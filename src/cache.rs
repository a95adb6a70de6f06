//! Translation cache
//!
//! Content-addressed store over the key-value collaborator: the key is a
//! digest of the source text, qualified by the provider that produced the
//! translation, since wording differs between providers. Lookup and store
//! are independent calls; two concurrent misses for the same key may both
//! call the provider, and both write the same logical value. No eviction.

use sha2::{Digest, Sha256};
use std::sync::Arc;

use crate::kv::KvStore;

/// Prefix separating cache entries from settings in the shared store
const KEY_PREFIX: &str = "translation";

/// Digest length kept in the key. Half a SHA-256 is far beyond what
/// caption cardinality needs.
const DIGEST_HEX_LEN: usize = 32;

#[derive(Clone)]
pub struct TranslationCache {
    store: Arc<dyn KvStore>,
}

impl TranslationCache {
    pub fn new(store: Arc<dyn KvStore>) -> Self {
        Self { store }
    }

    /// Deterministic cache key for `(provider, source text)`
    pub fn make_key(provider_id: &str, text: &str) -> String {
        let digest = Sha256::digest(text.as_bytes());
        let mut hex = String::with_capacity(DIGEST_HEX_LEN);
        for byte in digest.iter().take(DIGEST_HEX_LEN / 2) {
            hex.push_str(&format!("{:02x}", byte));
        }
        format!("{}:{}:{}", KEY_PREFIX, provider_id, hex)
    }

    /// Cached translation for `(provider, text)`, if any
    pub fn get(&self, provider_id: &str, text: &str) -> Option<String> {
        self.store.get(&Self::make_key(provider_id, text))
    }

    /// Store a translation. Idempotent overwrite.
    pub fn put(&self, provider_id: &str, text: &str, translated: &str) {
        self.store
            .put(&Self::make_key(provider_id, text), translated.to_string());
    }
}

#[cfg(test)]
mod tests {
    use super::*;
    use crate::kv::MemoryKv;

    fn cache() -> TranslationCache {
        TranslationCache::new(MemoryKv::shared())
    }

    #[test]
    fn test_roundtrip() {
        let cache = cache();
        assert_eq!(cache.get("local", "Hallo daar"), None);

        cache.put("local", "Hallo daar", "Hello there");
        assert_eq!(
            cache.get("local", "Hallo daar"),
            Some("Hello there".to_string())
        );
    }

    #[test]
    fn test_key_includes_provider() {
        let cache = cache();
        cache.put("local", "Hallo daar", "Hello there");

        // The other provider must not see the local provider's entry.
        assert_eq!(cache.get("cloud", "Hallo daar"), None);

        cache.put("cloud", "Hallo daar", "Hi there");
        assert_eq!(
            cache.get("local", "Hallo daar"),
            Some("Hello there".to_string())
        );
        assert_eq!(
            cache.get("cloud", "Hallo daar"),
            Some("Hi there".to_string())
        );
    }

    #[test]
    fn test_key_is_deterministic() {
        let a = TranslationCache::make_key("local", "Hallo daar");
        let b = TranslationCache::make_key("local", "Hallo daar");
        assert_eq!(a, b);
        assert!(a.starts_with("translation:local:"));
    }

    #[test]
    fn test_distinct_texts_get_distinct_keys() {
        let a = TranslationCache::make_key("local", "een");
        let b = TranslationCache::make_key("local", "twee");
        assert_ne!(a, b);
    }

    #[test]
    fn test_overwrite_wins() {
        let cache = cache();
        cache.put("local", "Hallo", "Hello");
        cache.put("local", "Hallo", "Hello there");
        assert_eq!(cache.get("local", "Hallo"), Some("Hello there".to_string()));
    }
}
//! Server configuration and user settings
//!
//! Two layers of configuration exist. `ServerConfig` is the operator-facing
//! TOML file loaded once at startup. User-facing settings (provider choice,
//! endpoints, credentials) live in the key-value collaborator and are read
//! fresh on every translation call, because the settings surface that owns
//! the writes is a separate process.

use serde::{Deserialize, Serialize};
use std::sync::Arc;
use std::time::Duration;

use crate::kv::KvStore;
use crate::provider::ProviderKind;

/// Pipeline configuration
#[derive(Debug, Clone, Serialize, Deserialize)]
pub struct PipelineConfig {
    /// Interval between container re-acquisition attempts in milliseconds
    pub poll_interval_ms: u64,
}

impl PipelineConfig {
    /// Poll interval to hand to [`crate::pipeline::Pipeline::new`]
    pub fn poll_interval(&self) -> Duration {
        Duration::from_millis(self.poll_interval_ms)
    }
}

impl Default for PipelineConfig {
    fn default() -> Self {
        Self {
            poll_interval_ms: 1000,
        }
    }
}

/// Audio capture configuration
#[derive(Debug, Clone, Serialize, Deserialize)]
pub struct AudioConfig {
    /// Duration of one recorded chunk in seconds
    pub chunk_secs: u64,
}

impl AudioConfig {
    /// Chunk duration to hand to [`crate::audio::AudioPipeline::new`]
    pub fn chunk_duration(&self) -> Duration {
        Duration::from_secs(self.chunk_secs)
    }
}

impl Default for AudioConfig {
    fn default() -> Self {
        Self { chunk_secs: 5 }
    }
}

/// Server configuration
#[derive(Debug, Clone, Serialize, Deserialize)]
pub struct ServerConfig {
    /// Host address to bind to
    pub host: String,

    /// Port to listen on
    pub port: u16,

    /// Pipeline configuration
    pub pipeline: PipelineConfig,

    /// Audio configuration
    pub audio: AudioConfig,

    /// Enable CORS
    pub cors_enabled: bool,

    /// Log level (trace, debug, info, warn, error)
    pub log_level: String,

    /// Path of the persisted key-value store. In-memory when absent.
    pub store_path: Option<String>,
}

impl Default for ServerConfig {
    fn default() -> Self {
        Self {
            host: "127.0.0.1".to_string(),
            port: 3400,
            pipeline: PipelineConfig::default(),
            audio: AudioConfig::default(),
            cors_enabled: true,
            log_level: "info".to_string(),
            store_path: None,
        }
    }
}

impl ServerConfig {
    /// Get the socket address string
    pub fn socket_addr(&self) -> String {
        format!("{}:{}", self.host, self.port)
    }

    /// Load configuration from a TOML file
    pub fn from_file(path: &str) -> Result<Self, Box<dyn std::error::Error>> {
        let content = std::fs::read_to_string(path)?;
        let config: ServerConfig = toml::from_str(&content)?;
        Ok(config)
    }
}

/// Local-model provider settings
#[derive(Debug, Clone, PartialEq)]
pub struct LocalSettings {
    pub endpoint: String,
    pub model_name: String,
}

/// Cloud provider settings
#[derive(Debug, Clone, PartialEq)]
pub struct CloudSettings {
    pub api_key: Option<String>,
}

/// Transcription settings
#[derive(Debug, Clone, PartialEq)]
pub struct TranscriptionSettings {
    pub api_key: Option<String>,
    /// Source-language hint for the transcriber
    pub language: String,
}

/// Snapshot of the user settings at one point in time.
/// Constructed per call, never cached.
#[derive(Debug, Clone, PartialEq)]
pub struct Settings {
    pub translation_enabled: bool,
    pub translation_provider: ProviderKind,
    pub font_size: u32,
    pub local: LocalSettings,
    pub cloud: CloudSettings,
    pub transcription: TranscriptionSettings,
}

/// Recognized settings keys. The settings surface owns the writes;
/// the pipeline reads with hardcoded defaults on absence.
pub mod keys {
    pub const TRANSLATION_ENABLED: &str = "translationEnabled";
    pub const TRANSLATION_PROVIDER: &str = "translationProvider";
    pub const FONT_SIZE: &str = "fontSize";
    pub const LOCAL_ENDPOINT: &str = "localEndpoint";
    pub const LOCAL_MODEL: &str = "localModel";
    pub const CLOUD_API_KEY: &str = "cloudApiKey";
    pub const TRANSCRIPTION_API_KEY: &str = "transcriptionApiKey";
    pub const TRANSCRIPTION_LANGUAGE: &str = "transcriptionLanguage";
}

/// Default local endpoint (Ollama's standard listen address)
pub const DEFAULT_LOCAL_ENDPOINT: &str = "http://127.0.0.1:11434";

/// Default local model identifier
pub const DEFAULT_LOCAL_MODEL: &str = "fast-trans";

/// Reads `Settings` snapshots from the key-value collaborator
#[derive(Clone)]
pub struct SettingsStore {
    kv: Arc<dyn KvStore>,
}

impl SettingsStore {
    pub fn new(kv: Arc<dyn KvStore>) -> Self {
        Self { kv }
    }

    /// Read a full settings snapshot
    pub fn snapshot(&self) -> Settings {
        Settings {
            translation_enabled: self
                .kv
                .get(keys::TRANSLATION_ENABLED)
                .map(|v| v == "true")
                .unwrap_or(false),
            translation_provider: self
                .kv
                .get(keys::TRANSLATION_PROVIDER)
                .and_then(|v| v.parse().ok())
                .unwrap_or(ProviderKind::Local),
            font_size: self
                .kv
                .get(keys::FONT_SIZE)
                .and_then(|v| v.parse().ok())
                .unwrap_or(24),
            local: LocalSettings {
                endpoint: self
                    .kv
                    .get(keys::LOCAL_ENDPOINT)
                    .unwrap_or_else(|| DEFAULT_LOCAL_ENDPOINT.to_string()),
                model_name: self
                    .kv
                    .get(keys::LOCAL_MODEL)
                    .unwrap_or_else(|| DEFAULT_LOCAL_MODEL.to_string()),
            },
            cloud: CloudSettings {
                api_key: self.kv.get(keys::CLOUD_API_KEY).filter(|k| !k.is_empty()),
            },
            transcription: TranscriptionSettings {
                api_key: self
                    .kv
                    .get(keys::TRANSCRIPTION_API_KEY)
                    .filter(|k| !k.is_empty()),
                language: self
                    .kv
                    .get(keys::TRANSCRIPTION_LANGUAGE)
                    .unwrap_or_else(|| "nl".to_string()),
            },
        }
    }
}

____________________

Write out the records above exactly, from the opening line to the line with "key may both", including both, with nothing added.

▸ **Answer to this problem**:
filename src/cache.rs
repository a95adb6a70de6f06
//! Translation cache
//!
//! Content-addressed store over the key-value collaborator: the key is a
//! digest of the source text, qualified by the provider that produced the
//! translation, since wording differs between providers. Lookup and store
//! are independent calls; two concurrent misses for the same key may both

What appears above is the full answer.